**TASK**. What you write should be an exact copy of the material, from its first line through the line containing "#[derive(Debug, Clone, Serialize, Deserialize)]".

--

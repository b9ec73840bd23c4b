use chrono::{DateTime, Utc};
use serde::{Deserialize, Serialize};
use uuid::Uuid;

use super::{Profile, macros::string_enum};

#[derive(Debug, Clone, PartialEq, Serialize, Deserialize, sqlx::FromRow)]
#[serde(rename_all = "camelCase")]
pub struct JoinRequest {
    pub id: Uuid,
    pub group_id: Uuid,
    pub user_id: Uuid,
    pub status: JoinRequestStatus,
    pub created_at: DateTime<Utc>,
}

string_enum! {
    #[derive(Debug, Clone, Copy, PartialEq, Eq, Hash, Serialize, Deserialize)]
    #[serde(rename_all = "snake_case")]
    pub enum JoinRequestStatus {
        Pending => "pending",
        Accepted => "accepted",
        Rejected => "rejected",
    }
}

string_enum! {
    #[derive(Debug, Clone, Copy, PartialEq, Eq, Serialize, Deserialize)]
    #[serde(rename_all = "snake_case")]
    pub enum ResolveAction {
        Accept => "accept",
        Reject => "reject",
    }
}

impl ResolveAction {
    pub fn target_status(&self) -> JoinRequestStatus {
        match self {
            ResolveAction::Accept => JoinRequestStatus::Accepted,
            ResolveAction::Reject => JoinRequestStatus::Rejected,
        }
    }
}

impl JoinRequest {
    pub fn is_pending(&self) -> bool {
        self.status == JoinRequestStatus::Pending
    }
}

/// A pending request as shown to the group owner.
#[derive(Debug, Clone, Serialize, Deserialize)]
#[serde(rename_all = "camelCase")]
pub struct JoinRequestView {
    pub request: JoinRequest,
    pub requester: Profile,
}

--

**REPLY**.
repository b9ec73840bd23c4b
use chrono::{DateTime, Utc};
use serde::{Deserialize, Serialize};
use uuid::Uuid;

use super::{Profile, macros::string_enum};

#[derive(Debug, Clone, PartialEq, Serialize, Deserialize, sqlx::FromRow)]
#[serde(rename_all = "camelCase")]
pub struct JoinRequest {
    pub id: Uuid,
    pub group_id: Uuid,
    pub user_id: Uuid,
    pub status: JoinRequestStatus,
    pub created_at: DateTime<Utc>,
}

string_enum! {
    #[derive(Debug, Clone, Copy, PartialEq, Eq, Hash, Serialize, Deserialize)]
    #[serde(rename_all = "snake_case")]
    pub enum JoinRequestStatus {
        Pending => "pending",
        Accepted => "accepted",
        Rejected => "rejected",
    }
}

string_enum! {
    #[derive(Debug, Clone, Copy, PartialEq, Eq, Serialize, Deserialize)]
    #[serde(rename_all = "snake_case")]
    pub enum ResolveAction {
        Accept => "accept",
        Reject => "reject",
    }
}

impl ResolveAction {
    pub fn target_status(&self) -> JoinRequestStatus {
        match self {
            ResolveAction::Accept => JoinRequestStatus::Accepted,
            ResolveAction::Reject => JoinRequestStatus::Rejected,
        }
    }
}

impl JoinRequest {
    pub fn is_pending(&self) -> bool {
        self.status == JoinRequestStatus::Pending
    }
}

/// A pending request as shown to the group owner.
#[derive(Debug, Clone, Serialize, Deserialize)]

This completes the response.